« Un vin qui donne le ton d’une soirée réussie » : cette maxime prend tout son sens pour la cuvée Viognier du domaine de Rochefort-sur-Loire, en Anjou. Selon Ouest France, ce vin blanc, produit sur les terres familiales, incarne aujourd’hui bien plus qu’une simple bouteille. Il symbolise le renouveau du Moulin de Chauvigné, après le décès brutal de son ancien vigneron, Christian Plessis, survenu en 2017.
Ce qu'il faut retenir
- La cuvée Viognier du Moulin de Chauvigné (Rochefort-sur-Loire) est produite par Sylvie Plessis et sa fille Manon Plessis, désormais à la tête du domaine familial.
- Christian Plessis, vigneron emblématique, est décédé en 2017, marquant un tournant dans l’histoire du domaine.
- Le Viognier est devenu un symbole de la transition et de la continuité pour la famille Plessis.
- Le domaine se situe à Rochefort-sur-Loire, en Anjou, une région réputée pour ses vins blancs.
- Ce vin blanc est apprécié pour son rôle dans l’animation des soirées et son profil aromatique unique.
Cinq ans après le drame, Sylvie et Manon Plessis ont su transformer l’héritage de Christian Plessis en une réussite collective. Le Viognier, cépage peu répandu dans la région, est aujourd’hui au cœur de leur stratégie. D’après Ouest France, ce vin blanc, aux arômes floraux et fruités, séduit par son équilibre et sa fraîcheur. Il représente une fierté pour la famille, qui mise sur ce produit pour assurer la pérennité du domaine.
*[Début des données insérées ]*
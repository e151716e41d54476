//! Promptfile Registry
//!
//! Named provider capabilities and the registry that holds them. A provider
//! plugin bundles up to three capabilities - data source (fetch), data action
//! (execute) and trigger - each registered under the plugin's name in an
//! independent namespace. Lookups are by name at the moment of use; a later
//! registration under an existing name replaces the earlier one for all
//! subsequent lookups.

mod error;
mod flow;
mod provider;
mod registry;

pub use error::ProviderError;
pub use flow::{BoundFlow, BoxError, FlowInvoker};
pub use provider::{
  DataActionProvider, DataSourceProvider, ProviderPlugin, ScheduledTask, TaskState, Trigger,
  TriggerProvider,
};
pub use registry::ProviderRegistry;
Le choix du Viognier n’est pas anodin. « C’était un pari audacieux », a expliqué Sylvie Plessis à Ouest France. « Notre père avait toujours cru en ce cépage, même si peu de vignerons d’Anjou osaient le cultiver. Aujourd’hui, il nous porte et nous unit. » Ce vin, autrefois marginal, est devenu un ambassadeur du savoir-faire familial. Il illustre aussi une volonté de se démarquer dans un marché viticole concurrentiel, où les vins blancs secs de Loire doivent rivaliser avec des appellations plus établies.
Le domaine de Rochefort-sur-Loire, niché au cœur des coteaux de l’Anjou, bénéficie d’un terroir idéal pour ce type de production. Les sols argilo-calcaires et le microclimat local offrent des conditions optimales pour le Viognier. Selon les dernières données disponibles, la production annuelle atteint environ 5 000 bouteilles, une quantité modeste mais suffisante pour fidéliser une clientèle de connaisseurs et de restaurateurs. « On cible une production raisonnée », a précisé Manon Plessis. « Notre objectif n’est pas la quantité, mais la qualité et l’authenticité. »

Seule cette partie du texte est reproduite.